Fig. 4 shows a simplified block diagram of the internal hardware. Simplified here means that this is not a 1:1 representation of the actual implementation, which contains a lot more wires and a few other submodules. The purpose of this diagram is just to show the main parts of internal hardware and to give a rough idea of how everything is wired up. Internal hardware, as described by Verilog code, consists of 12 modules:
- TOP - contains all other modules and makes connections between them.
- reset_debouncer - debounces reset push button to generate a clean signal.
- reset_debouncer - debounces start push button to generate a clean signal.
- FSM_ADC - finite state machine that controls storage of data sampled by ADC and output for further processing.
- ADC - analog to digital converter, taken from Vivado IP catalog.
- RWM (FSM_ADC) - read-write memory that stores data sampled by ADC.
- FSM_DFT_UART - finite state machine that controls storage of DFT calculation result and transmission to PC procedure.
- DFT - performs discrete Fourier transform, taken from Vivado IP catalog.
- RWM (FSM_DFT_UART) - read-write memory that stores processed data from DFT.
- modulus - computes the modulus of a complex number.
- multiplexer - packs data into 8-bit packets.
- UART - implements UART protocol and is responsible for data transmission to the on-board FTDI chip.

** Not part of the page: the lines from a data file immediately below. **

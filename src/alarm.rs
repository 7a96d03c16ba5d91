//! Low-fuel alarm policy.
//!
//! A two-state hysteresis latch evaluated on every fuel refresh:
//!
//! ```text
//!            fuel ≤ low threshold  (sound tone)
//!   ┌───────┐ ─────────────────────────────▶ ┌──────────┐
//!   │ Armed │                                │ Disarmed │
//!   └───────┘ ◀───────────────────────────── └──────────┘
//!            fuel ≥ re-arm threshold
//! ```
//!
//! The low threshold is `100 × alarm_level_l / tank_capacity_l`. While
//! disarmed nothing sounds, however low the level gets; the only way back
//! to `Armed` is a reading at or above the re-arm threshold.

use log::{info, warn};

use crate::config::TripConfig;

/// Latch state. Armed at startup, lives for the process lifetime.
#[derive(Debug, Clone, Copy, PartialEq, Eq)]
pub enum AlarmState {
    Armed,
    Disarmed,
}

/// What the caller must do after an evaluation.
#[derive(Debug, Clone, Copy, PartialEq, Eq)]
pub enum AlarmAction {
    /// Nothing changed.
    None,
    /// Fuel crossed the low threshold while armed: sound the tone.
    Sound,
    /// Fuel recovered above the re-arm threshold.
    Rearmed,
}

/// Hysteresis policy for the low-fuel alarm.
pub struct AlarmPolicy {
    state: AlarmState,
    low_percent: f32,
    rearm_percent: f32,
}

impl AlarmPolicy {
    pub fn new(config: &TripConfig) -> Self {
        Self::with_thresholds(
            config.calibration.alarm_percent(),
            config.alarm_rearm_percent,
        )
    }

    pub fn with_thresholds(low_percent: f32, rearm_percent: f32) -> Self {
        Self {
            state: AlarmState::Armed,
            low_percent,
            rearm_percent,
        }
    }

    /// Feed one fuel-percentage reading through the latch.
    pub fn evaluate(&mut self, fuel_percent: f32) -> AlarmAction {
        match self.state {
            AlarmState::Armed if fuel_percent <= self.low_percent => {
                warn!(
                    "LOW FUEL: {:.0}% <= {:.0}%, alarm disarmed until {:.0}%",
                    fuel_percent, self.low_percent, self.rearm_percent
                );
                self.state = AlarmState::Disarmed;
                AlarmAction::Sound
            }
            AlarmState::Disarmed if fuel_percent >= self.rearm_percent => {
                info!("Low-fuel alarm re-armed at {:.0}%", fuel_percent);
                self.state = AlarmState::Armed;
                AlarmAction::Rearmed
            }
            _ => AlarmAction::None,
        }
    }

    pub fn state(&self) -> AlarmState {
        self.state
    }

    pub fn is_armed(&self) -> bool {
        self.state == AlarmState::Armed
    }

    pub fn low_percent(&self) -> f32 {
        self.low_percent
    }
}

#[cfg(test)]
mod tests {
    use super::*;

    fn policy() -> AlarmPolicy {
        AlarmPolicy::new(&TripConfig::default())
    }

    #[test]
    fn starts_armed() {
        assert!(policy().is_armed());
    }

    #[test]
    fn down_then_up_fires_once_and_rearms_once() {
        let mut p = policy();
        let actions: Vec<AlarmAction> = [90.0, 50.0, 3.0, 50.0, 90.0]
            .into_iter()
            .map(|pct| p.evaluate(pct))
            .collect();

        assert_eq!(
            actions,
            vec![
                AlarmAction::None,
                AlarmAction::None,
                AlarmAction::Sound,
                AlarmAction::None,
                AlarmAction::Rearmed,
            ]
        );
        assert!(p.is_armed());
    }

    #[test]
    fn lingering_low_does_not_refire() {
        let mut p = policy();
        assert_eq!(p.evaluate(8.0), AlarmAction::Sound);
        for pct in [9.0, 7.0, 10.0, 2.0, 0.0] {
            assert_eq!(p.evaluate(pct), AlarmAction::None);
        }
        assert_eq!(p.state(), AlarmState::Disarmed);
    }

    #[test]
    fn threshold_is_inclusive() {
        let mut p = AlarmPolicy::with_thresholds(10.0, 80.0);
        assert_eq!(p.evaluate(10.0), AlarmAction::Sound);
        assert_eq!(p.evaluate(80.0), AlarmAction::Rearmed);
    }

    #[test]
    fn partial_recovery_keeps_disarmed() {
        let mut p = policy();
        p.evaluate(5.0);
        assert_eq!(p.evaluate(79.9), AlarmAction::None);
        assert_eq!(p.evaluate(5.0), AlarmAction::None);
        assert_eq!(p.state(), AlarmState::Disarmed);
    }

    #[test]
    fn refires_after_rearm() {
        let mut p = policy();
        assert_eq!(p.evaluate(5.0), AlarmAction::Sound);
        assert_eq!(p.evaluate(95.0), AlarmAction::Rearmed);
        assert_eq!(p.evaluate(5.0), AlarmAction::Sound);
    }
}
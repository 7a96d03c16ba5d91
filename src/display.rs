//! Text formatting for the 20×4 character display.
//!
//! Every field is rendered at a fixed width so a shorter value overwrites
//! the previous one completely; no clear-screen is ever needed.
//!
//! ```text
//!   col           1111111111
//!       01234567890123456789
//!   0   200.07L/100    12:34
//!   1   T  23C        12.5V
//!   2   RPM  3000
//!   3   F 40% ####......
//! ```

use core::fmt::Write;

use heapless::String;

use crate::app::ports::ClockTime;
use crate::consumption::Consumption;

/// Display width in characters.
pub const COLUMNS: usize = 20;

/// Number of segments in the fuel bar.
pub const FUEL_BAR_SEGMENTS: usize = 10;

/// Largest consumption value that fits the field.
const CONSUMPTION_MAX: f32 = 999.99;

/// One rendered field.
pub type Line = String<COLUMNS>;

/// Every field on screen.
#[derive(Debug, Clone, Copy, PartialEq, Eq)]
pub enum Field {
    Consumption,
    Clock,
    Temperature,
    Voltage,
    Rpm,
    Fuel,
}

impl Field {
    /// `(row, col)` of the field's first character.
    pub const fn position(self) -> (u8, u8) {
        match self {
            Self::Consumption => (0, 0),
            Self::Clock => (0, 15),
            Self::Temperature => (1, 0),
            Self::Voltage => (1, 14),
            Self::Rpm => (2, 0),
            Self::Fuel => (3, 0),
        }
    }
}

/// `200.07L/100`, `  0.00L/min`, or dashes before the first computation.
pub fn format_consumption(consumption: Option<&Consumption>) -> Line {
    let mut line = Line::new();
    match consumption {
        Some(c) => {
            let _ = write!(
                line,
                "{:>6.2}{}",
                c.value.min(CONSUMPTION_MAX),
                c.unit.suffix()
            );
        }
        None => {
            let _ = line.push_str(" --.--     ");
        }
    }
    line
}

/// `HH:MM`
pub fn format_clock(time: ClockTime) -> Line {
    let mut line = Line::new();
    let _ = write!(line, "{:02}:{:02}", time.hours, time.minutes);
    line
}

/// `T  23C`
pub fn format_temperature(celsius: i16) -> Line {
    let mut line = Line::new();
    let _ = write!(line, "T {:>3}C", celsius);
    line
}

/// `12.5V`
pub fn format_voltage(volts: f32) -> Line {
    let mut line = Line::new();
    let _ = write!(line, "{:>4.1}V", volts.clamp(0.0, 99.9));
    line
}

/// `RPM  3000`, or `RPM  ----` when the engine is off.
pub fn format_rpm(rpm: Option<u32>) -> Line {
    let mut line = Line::new();
    match rpm {
        Some(rpm) => {
            let _ = write!(line, "RPM {:>5}", rpm.min(99_999));
        }
        None => {
            let _ = line.push_str("RPM  ----");
        }
    }
    line
}

/// `F 40% ####......`
pub fn format_fuel(percent: f32) -> Line {
    let mut line = Line::new();
    let pct = percent.clamp(0.0, 100.0);
    let _ = write!(line, "F{:>3.0}% ", pct);
    let _ = line.push_str(&fuel_bar(pct));
    line
}

/// Ten-segment bar, one `#` per started-and-rounded 10 %.
pub fn fuel_bar(percent: f32) -> String<FUEL_BAR_SEGMENTS> {
    let filled = ((percent.clamp(0.0, 100.0) / 100.0) * FUEL_BAR_SEGMENTS as f32).round() as usize;
    let mut bar = String::new();
    for i in 0..FUEL_BAR_SEGMENTS {
        let _ = bar.push(if i < filled { '#' } else { '.' });
    }
    bar
}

The FPGA is controlled with two on-board push buttons. "BTN0" is the reset button, which stops the measurement and resets the system. "BTN1" is the start button that begins the measurement. When the measurement starts, the ADC will start collecting samples, which are stored in RWM. The storage is controlled by a FSM, which increments the address at which a sample is stored in memory. Once 1200 samples are stored, immediately after, the FSM initiates data transmission to the DFT core. The DFT core accepts real and imaginary data, in this case, only real data is available, so imaginary data is always 0. The DFT computation result, however, will contain imaginary data even if the input of it was 0. The output from DFT is stored in another RWM, which stores 1200 points of real and imaginary data each, as well as the block exponent. The block exponent is the same for the entire frame, so only one memory cell is sufficient to store it. Again, the storage of DFT output data is controlled by another FSM. Once the DFT is done with the data output, the FSM initiates data transmission to the UART module, which sends data to the on-board FTDI chip. Along the way from RWM to the UART chip the data passes through modulus and multiplexer modules. The modulus module computes the modulus of a complex number. It takes only a few clock cycles to compute it and is done when UART is sending data, so there is no delay because of it. The modulus operation essentially combines real and imaginary data, which allows to cut the amount of data transmitted to the PC by half. The multiplexer module packs data into 8-bit packets because the on-board FTDI chip UART interface supports only 7/8 data bits. The UART module sends 12030 bits in total for each data frame (including start and stop bits). This number comes from 601 12-bit data points and a single 4-bit block exponent. Because the imaginary data input to the DFT core is 0, the double-sided FFT spectrum will always be symmetrical around 0 Hz. Therefore, it is sufficient to transmit only half of the modulus computation result, which equals to 601. The additional 1 comes from the fact that this is where the center is. In the end, the PC will receive 1203 bytes of data in total (this is without start and stop bits).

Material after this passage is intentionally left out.